Chair's Welcome

Welcome to the Department of Pathology website. We are a full service academic pathology department consisting of Anatomic Pathology and Clinical Pathology divisions as well as our basic science Comparative Medicine section. We are the clinical and academic hub for pathology in the Atrium Health Wake Forest Baptist system and provide Pathology service line and academic leadership for the Atrium Health Enterprise. With over 50 faculty members here on the Winston-Salem campus, our expertise spans the spectrum of subspecialties in Pathology and Laboratory Medicine. Last year we performed over 6.4 million billable tests, accessioned over 43,000 surgical pathology cases and 22,000 cytology cases. Our forensic pathologists performed approximately 1900 autopsies. Our Pathology residency and fellowship training programs, along with our training programs in Comparative Medicine, are educating the next generation of pathologists, veterinary pathologists, and researchers. True to our mission, the Department conducts clinical, translational, and basic research. Extramural funding totals approximately $13.2 million in grants and contracts. Department faculty authored or coauthored over 140 peer-reviewed manuscripts, many in high impact journals. We are committed to providing high quality, subspecialty pathology and laboratory medicine services to our patients and clinical colleagues. We innovate through research and development, and train students, technologists, physicians, and scientists. We are a unique Department that, in addition to traditional activities and responsibilities of an academic Pathology Department, is an integral part of a larger health system Pathology and Laboratory Medicine service. This allows us to leverage our scale to improve clinical services and academic activities

Please enjoy exploring our website. The below is an excerpt from a recent newsletter to give you an idea of current events within the Department. Please feel free to contact us should you have questions or wish to learn more about us.

The View from the Chair

Happy New Year to you all! I hope you were able to find time to make memories and catch up with friends and family over the holidays. I was fortunate to be able to have my sons spend time with us here in Winston-Salem. This month will mark my second year here at Atrium Health Wake Forest – hard to believe it. Time flies when we are busy and looking back at 2022 – we indeed were busy! Clinically, our AH-WFB department was above target in the number of billable tests performed, an overall measure of our laboratory testing activity. We also exceeded our projected work relative value unit (RVU) targets, a measure of our anatomic pathology service volume. To help achieve this we had nine new clinical faculty (22% of our clinical faculty) and one new research faculty member join the Department in 2022. More are on the way as we expect our new Anatomic Pathology Director, Dr. Haodong Xu, to join us in February.

Dr. Hsi
Together, we validated 37 new clinical tests this past year and despite a triple whammy of water leakage, deionized water drought and instrument performance issues, the core lab completed validation of the automation line and analyzers. We welcomed a new Cobas 6800 in the core lab and obtained automation equipment and went live with a next generation sequencing panel in our restructured molecular laboratory. Anatomic Pathology now has all three major advanced staining systems for immunohistochemistry and chromogenic in situ hybridization to enable more accurate and rapid diagnostic services. All of this instrumentation would be worthless without dedicated and knowledgeable laboratory professionals. You are the ones who make decisions on the correct platforms, validate them, troubleshoot them, operate them and innovate.

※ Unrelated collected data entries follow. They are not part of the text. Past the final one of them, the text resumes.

//! 读写语义

mod common;

use std::sync::Arc;
use std::thread;

use common::{BrokenSource, FailingSource, FixedSource, GenerationSource};
use device::open_node;
use mymem::{MemDevConfig, MemDevError, MemDevOps, MemDevice, ReportSource, SNAPSHOT_CAPACITY};
use vfs::{File, FsError, OpenFlags, UserSlice, UserSliceMut};

const SAMPLE: &[u8] = b"MemTotal: 8000000 kB\nMemFree: 500000 kB\n";

fn config(name: &'static str) -> MemDevConfig {
    MemDevConfig {
        device_name: name,
        class_name: name,
        ..MemDevConfig::default()
    }
}

fn load(name: &'static str, source: Arc<dyn ReportSource>) -> MemDevice {
    MemDevice::load_with(config(name), source).unwrap()
}

fn read(file: &Arc<dyn File>, len: usize) -> Result<Vec<u8>, FsError> {
    let mut buf = vec![0u8; len];
    let n = file.read(UserSliceMut::kernel(&mut buf))?;
    buf.truncate(n);
    Ok(buf)
}

#[test]
fn test_sample_report_then_eof() {
    let source = FixedSource::new(SAMPLE);
    let dev = load("rw-sample", source.clone());
    let file = open_node("/dev/rw-sample", OpenFlags::O_RDONLY).unwrap();

    let first = read(&file, 1000).unwrap();
    assert_eq!(first.len(), 40);
    assert_eq!(first, SAMPLE);
    assert_eq!(file.offset(), SAMPLE.len());

    assert_eq!(read(&file, 1000).unwrap(), b"");
    assert_eq!(read(&file, 1).unwrap(), b"");
    // EOF 不再访问数据源
    assert_eq!(source.opens(), 1);

    drop(file);
    dev.unload();
}

#[test]
fn test_short_read_then_eof() {
    let dev = load("rw-short", FixedSource::new(SAMPLE));
    let file = open_node("rw-short", OpenFlags::O_RDONLY).unwrap();

    assert_eq!(read(&file, 10).unwrap(), &SAMPLE[..10]);
    assert_eq!(read(&file, 1000).unwrap(), b"");

    drop(file);
    dev.unload();
}

#[test]
fn test_each_handle_reads_once() {
    let source = FixedSource::new(SAMPLE);
    let dev = load("rw-handles", source.clone());

    for _ in 0..3 {
        let file = open_node("rw-handles", OpenFlags::O_RDONLY).unwrap();
        assert_eq!(read(&file, 4096).unwrap(), SAMPLE);
        assert_eq!(read(&file, 4096).unwrap(), b"");
    }
    assert_eq!(source.opens(), 3);

    dev.unload();
}

#[test]
fn test_long_report_truncated() {
    let report = vec![b'k'; 6000];
    let dev = load("rw-long", FixedSource::new(&report));
    let file = open_node("rw-long", OpenFlags::O_RDONLY).unwrap();

    let data = read(&file, 8192).unwrap();
    assert_eq!(data.len(), SNAPSHOT_CAPACITY - 1);
    assert!(data.iter().all(|&b| b == b'k'));
    assert_eq!(read(&file, 8192).unwrap(), b"");

    drop(file);
    dev.unload();
}

#[test]
fn test_custom_capacity() {
    let config = MemDevConfig {
        snapshot_capacity: 16,
        ..config("rw-cap")
    };
    let dev = MemDevice::load_with(config, FixedSource::new(SAMPLE)).unwrap();
    let file = open_node("rw-cap", OpenFlags::O_RDONLY).unwrap();

    assert_eq!(read(&file, 100).unwrap(), &SAMPLE[..15]);

    drop(file);
    dev.unload();
}

#[test]
fn test_zero_length_read_does_not_advance() {
    let source = FixedSource::new(SAMPLE);
    let dev = load("rw-zero-len", source.clone());
    let file = open_node("rw-zero-len", OpenFlags::O_RDONLY).unwrap();

    assert_eq!(read(&file, 0).unwrap(), b"");
    assert_eq!(file.offset(), 0);
    assert_eq!(read(&file, 100).unwrap(), SAMPLE);
    assert_eq!(source.opens(), 2);

    drop(file);
    dev.unload();
}

#[test]
fn test_empty_report() {
    let source = FixedSource::new(b"");
    let dev = load("rw-empty", source.clone());
    let file = open_node("rw-empty", OpenFlags::O_RDONLY).unwrap();

    assert_eq!(read(&file, 100).unwrap(), b"");
    assert_eq!(file.offset(), 0);
    assert_eq!(read(&file, 100).unwrap(), b"");
    assert_eq!(source.opens(), 2);

    drop(file);
    dev.unload();
}

#[test]
fn test_writes_are_discarded() {
    let dev = load("rw-write", FixedSource::new(SAMPLE));
    let file = open_node("rw-write", OpenFlags::O_RDWR).unwrap();

    for len in [0usize, 1, 41, 4096, 100_000] {
        let data = vec![0xa5u8; len];
        assert_eq!(file.write(UserSlice::kernel(&data)).unwrap(), len);
    }
    assert_eq!(file.offset(), 0);
    assert_eq!(read(&file, 1000).unwrap(), SAMPLE);

    drop(file);
    dev.unload();
}

#[test]
fn test_write_does_not_touch_user_buffer() {
    let dev = load("rw-write-user", FixedSource::new(SAMPLE));
    let file = open_node("rw-write-user", OpenFlags::O_WRONLY).unwrap();

    // 内容从不读取，因此无效地址也按全部写入处理
    let bogus = unsafe { UserSlice::user(0xffff_8000_0000_0000, 512) };
    assert_eq!(file.write(bogus).unwrap(), 512);

    drop(file);
    dev.unload();
}

#[test]
fn test_unavailable_report() {
    let dev = load("rw-missing", Arc::new(FailingSource(FsError::NotFound)));
    let file = open_node("rw-missing", OpenFlags::O_RDONLY).unwrap();

    assert_eq!(read(&file, 100).err(), Some(FsError::NotFound));
    assert_eq!(file.offset(), 0);
    assert_eq!(read(&file, 100).err(), Some(FsError::NotFound));

    drop(file);
    dev.unload();
}

#[test]
fn test_report_read_error_surfaces() {
    let dev = load("rw-broken", Arc::new(BrokenSource));
    let file = open_node("rw-broken", OpenFlags::O_RDONLY).unwrap();

    assert_eq!(read(&file, 100).err(), Some(FsError::IoError));

    drop(file);
    dev.unload();
}

#[test]
fn test_out_of_memory() {
    let config = MemDevConfig {
        snapshot_capacity: usize::MAX,
        ..config("rw-oom")
    };
    let dev = MemDevice::load_with(config, FixedSource::new(SAMPLE)).unwrap();
    let file = open_node("rw-oom", OpenFlags::O_RDONLY).unwrap();

    assert_eq!(read(&file, 100).err(), Some(FsError::OutOfMemory));
    assert_eq!(file.offset(), 0);

    drop(file);
    dev.unload();
}

#[test]
fn test_typed_errors() {
    let ops = MemDevOps::new(Arc::new(FailingSource(FsError::NotFound)), SNAPSHOT_CAPACITY);
    let mut buf = [0u8; 8];
    let mut offset = 0;
    assert_eq!(
        ops.read_report(&mut UserSliceMut::kernel(&mut buf), &mut offset),
        Err(MemDevError::ReportUnavailable(FsError::NotFound))
    );

    let ops = MemDevOps::new(FixedSource::new(SAMPLE), usize::MAX);
    assert_eq!(
        ops.read_report(&mut UserSliceMut::kernel(&mut buf), &mut offset),
        Err(MemDevError::OutOfMemory)
    );

    let ops = MemDevOps::new(FixedSource::new(SAMPLE), SNAPSHOT_CAPACITY);
    let mut offset = 5;
    assert_eq!(
        ops.read_report(&mut UserSliceMut::kernel(&mut buf), &mut offset),
        Ok(0)
    );
    assert_eq!(FsError::from(MemDevError::CopyFault).to_errno(), -14);
    assert_eq!(FsError::from(MemDevError::OutOfMemory).to_errno(), -12);
}

#[test]
fn test_concurrent_readers_see_whole_snapshots() {
    const READERS: usize = 8;
    let dev = load("rw-concurrent", GenerationSource::new());

    let handles: Vec<_> = (0..READERS)
        .map(|_| {
            thread::spawn(|| {
                let file = open_node("rw-concurrent", OpenFlags::O_RDONLY).unwrap();
                let data = read(&file, 8192).unwrap();
                assert_eq!(read(&file, 8192).unwrap(), b"");
                String::from_utf8(data).unwrap()
            })
        })
        .collect();

    for handle in handles {
        let text = handle.join().unwrap();
        let lines: Vec<&str> = text.lines().collect();
        assert_eq!(lines.len(), GenerationSource::LINES);
        let generation = lines[0].split_whitespace().nth(1).unwrap();
        assert!(
            lines
                .iter()
                .all(|l| l.split_whitespace().nth(1) == Some(generation))
        );
    }

    dev.unload();
}

/// 低半区视为用户空间
struct LowHalfUser;

impl vfs::VfsOps for LowHalfUser {
    fn access_ok(&self, addr: usize, len: usize) -> bool {
        addr.checked_add(len)
            .is_some_and(|end| end <= 0x0000_8000_0000_0000)
    }

    fn enter_user_access(&self) {}

    fn exit_user_access(&self) {}
}

static LOW_HALF_USER: LowHalfUser = LowHalfUser;

#[test]
fn test_copy_fault_and_user_copy() {
    // SAFETY: 本测试二进制中只注册这一个实现
    unsafe { vfs::register_vfs_ops(&LOW_HALF_USER) };

    let source = FixedSource::new(SAMPLE);
    let dev = load("rw-fault", source.clone());
    let file = open_node("rw-fault", OpenFlags::O_RDONLY).unwrap();

    let bad = unsafe { UserSliceMut::user(0xffff_8000_0000_0000, 100) };
    assert_eq!(file.read(bad).err(), Some(FsError::BadAddress));
    assert_eq!(file.offset(), 0);

    // 失败的读取不推进位置，随后用合法地址可以读到完整报告
    let mut backing = vec![0u8; 100];
    let good = unsafe { UserSliceMut::user(backing.as_mut_ptr() as usize, backing.len()) };
    assert_eq!(file.read(good).unwrap(), SAMPLE.len());
    assert_eq!(&backing[..SAMPLE.len()], SAMPLE);
    assert_eq!(source.opens(), 2);

    drop(file);
    dev.unload();
}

Academically, we have also been busy. In addition to teaching students and successfully running multiple residency, fellowship and postdoctoral training pro-grams, our faculty obtained $13.7 million in extramural funding last year, presented research findings at national and international meetings and published 103 peer reviewed articles last year. Many faculty are members of influential national groups involved in practice guidelines, disease classification systems, regulatory matters, clinical trials research, grant reviews and education.

Of course, 2022 saw the announcement of the Advocate and Atrium merger. Laboratory Medicine personnel have been in discussions, which will continue in 2023, to rapidly find ways we can work together to realize savings as well as growth opportunities using our combined talents, expertise and experience. We will continue to keep you informed of initiatives and progress as we continue down this exciting path of working with our new colleagues. Our integration work within the Atrium system in NC and GA continues and workgroups continue to form in Laboratory Medicine and Anatomic Pathology. A Digital Pathology group is working on long term strategy and short term goals, as we undergo an inevitable Digital Transformation.

Looking ahead in 2023, continued integration in our region will be a priority. One large project that will affect all of us at AHWFB and the north central region will be EPIC Harmonization. Work has begun in earnest and many of you have or soon will be contacted as subject matter experts (SMEs) in your laboratory areas. Your engagement and input in the process will be important. Our colleagues in Charlotte and Georgia are already on the Encompass version of EPIC and we will migrate to that in March of 2024. Adaptation to En-compass will likely mean changes to your workflow. Your leaders will be able to help guide and prioritize you work in this endeavor.

There are other clinical, operational and academic goals that we will want to achieve. We also wish to continue to promote institutional diversity, equity and inclusion goals. More to come on all of this. From what I can see, 2023 will fly by as well. Let’s make sure we stop and smell the roses too. Looking forward to a fun and productive year!